*EXERCISE BRIEF*:
Do any lines in the data below contain "regions"? If so, copy every one of them.
>>>
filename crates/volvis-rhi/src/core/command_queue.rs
use std::rc::Rc;

use ash::vk;
use itertools::Itertools;

use crate::core::{command_buffer::RhiCommandBuffer, device::RhiDevice, synchronize::RhiFence};

#[derive(Clone, Debug)]
pub struct RhiQueueFamily {
    pub name: String,
    pub queue_family_index: u32,
    pub queue_flags: vk::QueueFlags,
    pub queue_count: u32,
}

/// # destroy
///
/// RhiQueue 在 RhiDevice 销毁时会被销毁
pub struct RhiQueue {
    pub(crate) handle: vk::Queue,
    pub(crate) queue_family: RhiQueueFamily,

    pub(crate) device: Rc<RhiDevice>,
}

impl RhiQueue {
    #[inline]
    pub fn handle(&self) -> vk::Queue {
        self.handle
    }

    #[inline]
    pub fn queue_family(&self) -> &RhiQueueFamily {
        &self.queue_family
    }

    pub fn submit(&self, batches: Vec<RhiSubmitInfo>, fence: Option<RhiFence>) {
        unsafe {
            // batches 的存在是有必要的，submit_infos 引用的是 batches 的内存
            let batches = batches.iter().map(|b| *b.inner()).collect_vec();
            self.device.queue_submit2(self.handle, &batches, fence.map_or(vk::Fence::null(), |f| f.handle())).unwrap()
        }
    }

    /// 根据 specification，vkQueueWaitIdle 应该和 Fence 效率相同
    #[inline]
    pub fn wait_idle(&self) {
        unsafe { self.device.queue_wait_idle(self.handle).unwrap() }
    }
}

/// RHI 关于 submitInfo 的封装，更易用
#[derive(Default)]
pub struct RhiSubmitInfo {
    inner: vk::SubmitInfo2<'static>,

    _command_buffers: Vec<vk::CommandBufferSubmitInfo<'static>>,
}

impl RhiSubmitInfo {
    pub fn new(commands: &[RhiCommandBuffer]) -> Self {
        let command_buffers = commands
            .iter()
            .map(|cmd| vk::CommandBufferSubmitInfo::default().command_buffer(cmd.handle()))
            .collect_vec();

        let inner = vk::SubmitInfo2 {
            command_buffer_info_count: command_buffers.len() as u32,
            p_command_buffer_infos: command_buffers.as_ptr(),
            ..Default::default()
        };

        Self {
            inner,
            _command_buffers: command_buffers,
        }
    }

    #[inline]
    pub fn inner(&self) -> &vk::SubmitInfo2 {
        &self.inner
    }
}
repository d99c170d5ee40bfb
pub mod color;
use std::{ffi::c_void, rc::Rc};

use ash::vk;
use vk_mem::Alloc;

use crate::{
    core::{allocator::RhiAllocator, device::RhiDevice},
    rhi::Rhi,
};

/// 计算某种 format 的一个 texel 需要的存储空间
///
/// 根据 vulkan specification 得到的 format 顺序，每个区间都是闭区间
pub fn format_byte_count(format: vk::Format) -> usize {
    const BYTE_1_FORMAT: [(vk::Format, vk::Format); 1] = [(vk::Format::R8_UNORM, vk::Format::R8_SRGB)];
    const BYTE_2_FORMAT: [(vk::Format, vk::Format); 2] =
        [(vk::Format::R8G8_UNORM, vk::Format::R8G8_SRGB), (vk::Format::R16_UNORM, vk::Format::R16_SFLOAT)];
    const BYTE_3_FORMAT: [(vk::Format, vk::Format); 1] = [(vk::Format::R8G8B8_UNORM, vk::Format::B8G8R8_SRGB)];
    const BYTE_4_FORMAT: [(vk::Format, vk::Format); 2] =
        [(vk::Format::R8G8B8A8_UNORM, vk::Format::B8G8R8A8_SRGB), (vk::Format::R32_UINT, vk::Format::R32_SFLOAT)];

    let is_in_format_region = |format: vk::Format, regions: &[(vk::Format, vk::Format)]| {
        let n = format.as_raw();
        regions.iter().any(|(begin, end)| begin.as_raw() <= n && n <= end.as_raw())
    };

    match format {
        f if is_in_format_region(f, &BYTE_1_FORMAT) => 1,
        f if is_in_format_region(f, &BYTE_2_FORMAT) => 2,
        f if is_in_format_region(f, &BYTE_3_FORMAT) => 3,
        f if is_in_format_region(f, &BYTE_4_FORMAT) => 4,
        _ => panic!("unsupported format."),
    }
}

pub struct RhiImageCreateInfo {
    inner: vk::ImageCreateInfo<'static>,
}

impl RhiImageCreateInfo {
    /// 3D image 的 create info
    ///
    /// extent 必须携带完整的 depth：image type 是 TYPE_3D，体素数据的第三个维度
    /// 体现在 extent.depth 上，而不是 array layer 上
    #[inline]
    pub fn new_image_3d_info(
        extent: vk::Extent3D,
        format: vk::Format,
        usage: vk::ImageUsageFlags,
        tiling: vk::ImageTiling,
    ) -> Self {
        Self {
            inner: vk::ImageCreateInfo {
                image_type: vk::ImageType::TYPE_3D,
                format,
                extent,
                mip_levels: 1,
                array_layers: 1,
                samples: vk::SampleCountFlags::TYPE_1,
                tiling,
                usage,
                sharing_mode: vk::SharingMode::EXCLUSIVE,
                // vulkan 规定这里只能是 UNDEFINED 或者 PREINITIALIZED
                initial_layout: vk::ImageLayout::UNDEFINED,
                ..Default::default()
            },
        }
    }

    #[inline]
    pub fn create_info(&self) -> &vk::ImageCreateInfo<'_> {
        &self.inner
    }

    /// getter
    #[inline]
    pub fn extent(&self) -> &vk::Extent3D {
        &self.inner.extent
    }

    /// getter
    #[inline]
    pub fn format(&self) -> vk::Format {
        self.inner.format
    }

    /// getter
    #[inline]
    pub fn mip_levels(&self) -> u32 {
        self.inner.mip_levels
    }
}

pub struct RhiImageViewCreateInfo {
    inner: vk::ImageViewCreateInfo<'static>,
}

impl RhiImageViewCreateInfo {
    #[inline]
    pub fn new_image_view_3d_info(format: vk::Format, aspect: vk::ImageAspectFlags, level_count: u32) -> Self {
        Self {
            inner: vk::ImageViewCreateInfo {
                format,
                view_type: vk::ImageViewType::TYPE_3D,
                subresource_range: vk::ImageSubresourceRange {
                    aspect_mask: aspect,
                    level_count,
                    layer_count: 1,
                    ..Default::default()
                },
                ..Default::default()
            },
        }
    }

    #[inline]
    pub fn inner(&self) -> &vk::ImageViewCreateInfo<'_> {
        &self.inner
    }
}

pub struct RhiImage3D {
    handle: vk::Image,

    allocation: vk_mem::Allocation,
    map_ptr: Option<*mut u8>,

    _name: String,
    image_info: Rc<RhiImageCreateInfo>,

    allocator: Rc<RhiAllocator>,
}
impl Drop for RhiImage3D {
    fn drop(&mut self) {
        unsafe { self.allocator.destroy_image(self.handle, &mut self.allocation) }
    }
}
// getter
impl RhiImage3D {
    #[inline]
    pub fn width(&self) -> u32 {
        self.image_info.extent().width
    }

    #[inline]
    pub fn height(&self) -> u32 {
        self.image_info.extent().height
    }

    #[inline]
    pub fn depth(&self) -> u32 {
        self.image_info.extent().depth
    }

    #[inline]
    pub fn extent(&self) -> vk::Extent3D {
        *self.image_info.extent()
    }

    #[inline]
    pub fn handle(&self) -> vk::Image {
        self.handle
    }

    #[inline]
    pub fn format(&self) -> vk::Format {
        self.image_info.format()
    }

    #[inline]
    pub fn mip_levels(&self) -> u32 {
        self.image_info.mip_levels()
    }
}
impl RhiImage3D {
    pub fn new(
        rhi: &Rhi,
        image_info: Rc<RhiImageCreateInfo>,
        alloc_info: &vk_mem::AllocationCreateInfo,
        debug_name: &str,
    ) -> Self {
        let (image, alloc) = unsafe { rhi.allocator().create_image(image_info.create_info(), alloc_info).unwrap() };
        rhi.device().debug_utils().set_object_debug_name(image, debug_name);
        Self {
            _name: debug_name.to_string(),

            handle: image,
            allocation: alloc,
            map_ptr: None,

            image_info,
            allocator: rhi.allocator_rc().clone(),
        }
    }

    /// device local 的 3D image，optimal tiling，数据需要经过 stage buffer 传入
    pub fn new_device_image_3d(
        rhi: &Rhi,
        extent: vk::Extent3D,
        format: vk::Format,
        usage: vk::ImageUsageFlags,
        debug_name: &str,
    ) -> Self {
        Self::new(
            rhi,
            Rc::new(RhiImageCreateInfo::new_image_3d_info(extent, format, usage, vk::ImageTiling::OPTIMAL)),
            &vk_mem::AllocationCreateInfo {
                usage: vk_mem::MemoryUsage::AutoPreferDevice,
                ..Default::default()
            },
            debug_name,
        )
    }

    /// host visible 的 3D image，linear tiling，数据直接 memcpy 进映射的内存
    pub fn new_linear_image_3d(
        rhi: &Rhi,
        extent: vk::Extent3D,
        format: vk::Format,
        usage: vk::ImageUsageFlags,
        debug_name: &str,
    ) -> Self {
        Self::new(
            rhi,
            Rc::new(RhiImageCreateInfo::new_image_3d_info(extent, format, usage, vk::ImageTiling::LINEAR)),
            &vk_mem::AllocationCreateInfo {
                usage: vk_mem::MemoryUsage::Auto,
                flags: vk_mem::AllocationCreateFlags::HOST_ACCESS_RANDOM,
                ..Default::default()
            },
            debug_name,
        )
    }

    /// 查询 mip 0 的 subresource layout（row pitch、offset 等）
    ///
    /// 只有 linear tiling 的 image 才可以查询
    pub fn subresource_layout(&self, device: &RhiDevice) -> vk::SubresourceLayout {
        let subres = vk::ImageSubresource {
            aspect_mask: vk::ImageAspectFlags::COLOR,
            mip_level: 0,
            array_layer: 0,
        };
        unsafe { device.get_image_subresource_layout(self.handle, subres) }
    }

    #[inline]
    pub fn map(&mut self) {
        if self.map_ptr.is_some() {
            return;
        }
        unsafe {
            self.map_ptr = Some(self.allocator.map_memory(&mut self.allocation).unwrap());
        }
    }

    #[inline]
    pub fn unmap(&mut self) {
        if self.map_ptr.is_none() {
            return;
        }
        unsafe {
            self.allocator.unmap_memory(&mut self.allocation);
            self.map_ptr = None;
        }
    }

    /// 通过 mem map 的方式将 data 写入 image 的内存
    ///
    /// 注：假定数据是紧密排布的，不考虑 row pitch 的 padding
    pub fn transfer_data_by_mem_map(&mut self, data: &[u8]) {
        self.map();
        unsafe {
            let mut slice = ash::util::Align::new(
                self.map_ptr.unwrap() as *mut c_void,
                align_of::<u8>() as u64,
                size_of_val(data) as vk::DeviceSize,
            );
            slice.copy_from_slice(data);
            self.allocator.flush_allocation(&self.allocation, 0, size_of_val(data) as vk::DeviceSize).unwrap();
        }
        self.unmap();
    }
}

pub struct RhiImage3DView {
    handle: vk::ImageView,

    _info: Rc<RhiImageViewCreateInfo>,
    _name: String,

    device: Rc<RhiDevice>,
}
impl Drop for RhiImage3DView {
    fn drop(&mut self) {
        unsafe {
            self.device.destroy_image_view(self.handle, None);
        }
    }
}
impl RhiImage3DView {
    pub fn new(rhi: &Rhi, image: vk::Image, mut info: RhiImageViewCreateInfo, name: impl AsRef<str>) -> Self {
        info.inner.image = image;
        let handle = unsafe { rhi.device().create_image_view(&info.inner, None).unwrap() };
        rhi.device().debug_utils().set_object_debug_name(handle, &name);
        Self {
            handle,
            _info: Rc::new(info),
            _name: name.as_ref().to_string(),
            device: rhi.device_rc().clone(),
        }
    }

    /// getter
    #[inline]
    pub fn handle(&self) -> vk::ImageView {
        self.handle
    }
}

#[cfg(test)]
mod tests {
    use super::*;

    #[test]
    fn format_byte_count_basic() {
        assert_eq!(format_byte_count(vk::Format::R8_UNORM), 1);
        assert_eq!(format_byte_count(vk::Format::R8G8_UNORM), 2);
        assert_eq!(format_byte_count(vk::Format::R16_SFLOAT), 2);
        assert_eq!(format_byte_count(vk::Format::R8G8B8_UNORM), 3);
        assert_eq!(format_byte_count(vk::Format::R8G8B8A8_UNORM), 4);
        assert_eq!(format_byte_count(vk::Format::B8G8R8A8_SRGB), 4);
        assert_eq!(format_byte_count(vk::Format::R32_SFLOAT), 4);
    }

    #[test]
    #[should_panic]
    fn format_byte_count_unsupported() {
        format_byte_count(vk::Format::BC7_UNORM_BLOCK);
    }

    /// create info 中的 extent 必须携带完整的 depth，不能折叠成 (w, h, 1)
    #[test]
    fn image_3d_info_keeps_full_extent() {
        let extent = vk::Extent3D {
            width: 64,
            height: 64,
            depth: 64,
        };
        let info = RhiImageCreateInfo::new_image_3d_info(
            extent,
            vk::Format::R8_UNORM,
            vk::ImageUsageFlags::SAMPLED,
            vk::ImageTiling::OPTIMAL,
        );

        assert_eq!(info.create_info().image_type, vk::ImageType::TYPE_3D);
        assert_eq!(*info.extent(), extent);
        assert_eq!(info.mip_levels(), 1);
        assert_eq!(info.create_info().array_layers, 1);
        assert_eq!(info.create_info().initial_layout, vk::ImageLayout::UNDEFINED);
    }

    #[test]
    fn image_view_3d_info() {
        let info = RhiImageViewCreateInfo::new_image_view_3d_info(vk::Format::R8_UNORM, vk::ImageAspectFlags::COLOR, 1);

        assert_eq!(info.inner().view_type, vk::ImageViewType::TYPE_3D);
        assert_eq!(info.inner().subresource_range.layer_count, 1);
        assert_eq!(info.inner().subresource_range.level_count, 1);
    }
}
<<<
*SOLUTION BELOW*:
    let is_in_format_region = |format: vk::Format, regions: &[(vk::Format, vk::Format)]| {
        regions.iter().any(|(begin, end)| begin.as_raw() <= n && n <= end.as_raw())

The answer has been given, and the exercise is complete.